Mum, Me and the IED is a strong, astute work that has been carefully crafted through its entire journey from the thought bubble of Roger Vickery through to performance. Story goes Kevin Jackson was drawn to the writing due to its approach of subject matter. He clearly has an affinity and uses this to direct the play confidently toward its strengths. Characters sit along side the stage, baring witness or turning away according to ideology, and a couple of cast double up’s imply clever mental cross overs that provide valuable insight into Rob’s frame of mind. Martin Kinnane’s lighting draws the audience into the experience of a sufferer of PTSD, particularly posited against Ben Pierpoitn’s sounds which are horribly real. Rachel Scane’s costumes are understated yet beautifully wielded, and her set design is an internal war-horror nightmare that absorbs the audience through the story’s trajectory.

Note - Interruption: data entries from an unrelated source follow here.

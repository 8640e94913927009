//! Single-traversal tree rewriting
//!
//! A [`TreeRewriter`] holds a substitution map from elements of one tree
//! version to the green elements replacing them. [`TreeRewriter::rewrite`]
//! walks the tree once: a mapped element is swapped for its replacement,
//! a subtree containing a mapped element is rebuilt, and every other subtree
//! is reused without copying.

use std::collections::HashMap;

use rowan::{GreenNode, NodeOrToken, TextRange};

use super::{GreenElement, SyntaxElement, SyntaxNode};

#[derive(Debug, Default, Clone)]
pub struct TreeRewriter {
    replacements: HashMap<SyntaxElement, Vec<GreenElement>>,
    ranges: Vec<TextRange>,
}

impl TreeRewriter {
    pub fn new() -> Self {
        Self::default()
    }

    /// Map `target` to `replacement` (zero or more elements)
    ///
    /// Returns the previous replacement when the target was already mapped.
    pub fn replace(
        &mut self,
        target: SyntaxElement,
        replacement: Vec<GreenElement>,
    ) -> Option<Vec<GreenElement>> {
        let range = target.text_range();
        let previous = self.replacements.insert(target, replacement);
        if previous.is_none() {
            self.ranges.push(range);
        }
        previous
    }

    pub fn contains(&self, element: &SyntaxElement) -> bool {
        self.replacements.contains_key(element)
    }

    pub fn len(&self) -> usize {
        self.replacements.len()
    }

    pub fn is_empty(&self) -> bool {
        self.replacements.is_empty()
    }

    /// Apply every substitution to the tree rooted at `root`
    ///
    /// Targets nested inside another target are never reached: the outer
    /// replacement wins. The root itself can only be replaced by exactly one
    /// node; any other root mapping is ignored.
    pub fn rewrite(&self, root: &SyntaxNode) -> GreenNode {
        let root_element = NodeOrToken::Node(root.clone());
        if let Some([NodeOrToken::Node(replacement)]) =
            self.replacements.get(&root_element).map(Vec::as_slice)
        {
            return replacement.clone();
        }
        self.rewrite_node(root)
    }

    fn rewrite_node(&self, node: &SyntaxNode) -> GreenNode {
        let mut children: Vec<GreenElement> = Vec::new();
        for child in node.children_with_tokens() {
            if let Some(replacement) = self.replacements.get(&child) {
                children.extend(replacement.iter().cloned());
                continue;
            }
            match child {
                NodeOrToken::Token(token) => {
                    children.push(NodeOrToken::Token(token.green().to_owned()));
                }
                NodeOrToken::Node(child) => {
                    let green = if self.touches(&child) {
                        self.rewrite_node(&child)
                    } else {
                        child.green().into_owned()
                    };
                    children.push(NodeOrToken::Node(green));
                }
            }
        }
        GreenNode::new(node.kind().into(), children)
    }

    /// Some target may lie inside `node`
    fn touches(&self, node: &SyntaxNode) -> bool {
        let range = node.text_range();
        self.ranges.iter().any(|target| range.contains_range(*target))
    }
}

Kevin Jackson has successfully called forth wonderful performances from his cast, particularly Philippe Klaus as Rob and Elaine Hudson as his Mother. All the periphery performances are strong and cohesive, providing interesting nuances that connect the audience to Rob’s internal struggles. This is a fine production, another at The Depot Theatre, that encourages us yet again to make the march to Marrickville part of our theatre rounds.

[1] Please note: I’ve relied heavily on a reading of Jean Baudrillard’s ‘Simulations’ for this review, as Translated by Paul Floss, Paul Patton and Philip Beitchman. Baudrillard does not speak about the Military Machine, that is my extrapolation alone. His work on Simulation verses The Real is well worth a read.